#DataDebates: Patienten haben ein Recht auf ihre Daten
Kaum ein Lebensbereich wird sich in den kommenden Jahren durch die Digitalisierung so grundlegend verändern wie das Gesundheitswesen. Am Donnerstagabend stand deshalb bei der fünften Ausgabe der Tagesspiegel Data Debates, mit Telefónica Deutschland als Initiator und Partner der Reihe, die vernetzte Gesundheit im Fokus. Knapp 170 Gäste im Telefónica BASECAMP diskutierten, welche Chancen die Digitalisierung für das Wohlergehen von Patienten bietet.

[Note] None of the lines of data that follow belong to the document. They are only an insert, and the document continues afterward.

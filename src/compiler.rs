//! Join-barrier compilation.
//!
//! Before any data flows, one static walk over the operation graph builds a
//! [`BarrierTable`]: for every `wait` id, how many branches will arrive and
//! which child list resumes once they all have. Each `wait` node present in
//! the tree is one arrival path; fan-out produced at runtime by `split`
//! does not multiply arrivals, because the engine routes a fragment list
//! downstream as a single branch set.
//!
//! The table is owned by exactly one run. Arrivals decrement a floor-clamped
//! counter; the continuation fires exactly once, and any arrival after the
//! barrier has fired is reported to the engine as a fatal error rather than
//! silently re-firing.

use miette::Diagnostic;
use rustc_hash::FxHashMap;
use thiserror::Error;

use crate::model::FileUnit;
use crate::operations::{OpKind, Operation};

/// Errors detected while compiling the barrier table.
#[derive(Debug, Error, Diagnostic)]
pub enum CompileError {
    /// Two `wait` nodes with the same id both carry children, so the barrier
    /// has no single continuation to resume.
    #[error("wait id {id:?} has more than one continuation")]
    #[diagnostic(
        code(paperflow::compiler::ambiguous_continuation),
        help("Give the continuation to exactly one wait node per id; leave the others childless.")
    )]
    AmbiguousContinuation { id: String },
}

/// Synchronization point where branches carrying one `wait` id reconverge.
#[derive(Debug)]
pub struct JoinBarrier {
    id: String,
    wait_count: usize,
    accumulated: Vec<FileUnit>,
    continuation: Vec<Operation>,
    fired: bool,
}

/// Outcome of one arrival at a barrier.
#[derive(Debug)]
pub enum Arrival {
    /// More branches are still expected; this branch terminates silently.
    Pending,
    /// Last expected branch arrived: resume the continuation with every
    /// accumulated unit, in arrival order.
    Fire {
        continuation: Vec<Operation>,
        inputs: Vec<FileUnit>,
    },
    /// The barrier already fired; the compiled count under-counted arrivals.
    Refired,
}

impl JoinBarrier {
    fn new(id: String) -> Self {
        Self {
            id,
            wait_count: 0,
            accumulated: Vec::new(),
            continuation: Vec::new(),
            fired: false,
        }
    }

    /// Construct a barrier with explicit state. Intended for tests and
    /// embedders that build tables by hand.
    pub fn with_state(
        id: impl Into<String>,
        wait_count: usize,
        continuation: Vec<Operation>,
    ) -> Self {
        Self {
            id: id.into(),
            wait_count,
            accumulated: Vec::new(),
            continuation,
            fired: false,
        }
    }

    pub fn id(&self) -> &str {
        &self.id
    }

    pub fn wait_count(&self) -> usize {
        self.wait_count
    }

    pub fn continuation(&self) -> &[Operation] {
        &self.continuation
    }

    /// Record one branch arriving with its units.
    ///
    /// Decrements the counter (floored at zero) and fires the continuation
    /// exactly once, when the count reaches zero. Firing consumes the
    /// accumulated units and takes the continuation out of the barrier.
    pub fn arrive(&mut self, units: Vec<FileUnit>) -> Arrival {
        if self.fired {
            return Arrival::Refired;
        }
        self.accumulated.extend(units);
        self.wait_count = self.wait_count.saturating_sub(1);
        if self.wait_count == 0 {
            self.fired = true;
            Arrival::Fire {
                continuation: std::mem::take(&mut self.continuation),
                inputs: std::mem::take(&mut self.accumulated),
            }
        } else {
            Arrival::Pending
        }
    }
}

/// Map of `wait` id to its compiled barrier, owned by one run.
#[derive(Debug, Default)]
pub struct BarrierTable {
    barriers: FxHashMap<String, JoinBarrier>,
}

impl BarrierTable {
    /// Compile the barrier table for a full root operation list.
    pub fn compile(operations: &[Operation]) -> Result<Self, CompileError> {
        let mut table = Self::default();
        table.visit(operations)?;
        for barrier in table.barriers.values() {
            tracing::debug!(
                id = %barrier.id,
                wait_count = barrier.wait_count,
                continuation_len = barrier.continuation.len(),
                "compiled join barrier"
            );
        }
        Ok(table)
    }

    fn visit(&mut self, operations: &[Operation]) -> Result<(), CompileError> {
        for operation in operations {
            if let OpKind::Wait { id } = &operation.kind {
                let barrier = self
                    .barriers
                    .entry(id.clone())
                    .or_insert_with(|| JoinBarrier::new(id.clone()));
                barrier.wait_count += 1;
                if !operation.operations.is_empty() {
                    if !barrier.continuation.is_empty() {
                        return Err(CompileError::AmbiguousContinuation { id: id.clone() });
                    }
                    barrier.continuation = operation.operations.clone();
                }
            }
            self.visit(&operation.operations)?;
        }
        Ok(())
    }

    /// Insert a hand-built barrier, replacing any previous one with that id.
    pub fn insert(&mut self, barrier: JoinBarrier) {
        self.barriers.insert(barrier.id.clone(), barrier);
    }

    pub fn get_mut(&mut self, id: &str) -> Option<&mut JoinBarrier> {
        self.barriers.get_mut(id)
    }

    pub fn get(&self, id: &str) -> Option<&JoinBarrier> {
        self.barriers.get(id)
    }

    #[must_use]
    pub fn len(&self) -> usize {
        self.barriers.len()
    }

    #[must_use]
    pub fn is_empty(&self) -> bool {
        self.barriers.is_empty()
    }
}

In seinem Impulsvortrag zeigte Moritz Diekmann, Geschäftsführer von Telefónica NEXT, auf, wie smarte Lösungen bereits heute unser Leben verbessern und unsere Gesundheit schützen. Auf dem Panel waren alle Perspektiven von Politik bis Cyborg vertreten: Unter Moderation von Tagesspiegel-Herausgeber Sebastian Turner debattierten Bundesgesundheitsminister Hermann Gröhe, Prof. Dr. Christoph Meinel, Direktor des Hasso-Plattner-Instituts für Systemtechnik, Francesco de Meo, Geschäftsführer der Helios Kliniken und Enno Park, Vorsitzender des Cyborgs e.V.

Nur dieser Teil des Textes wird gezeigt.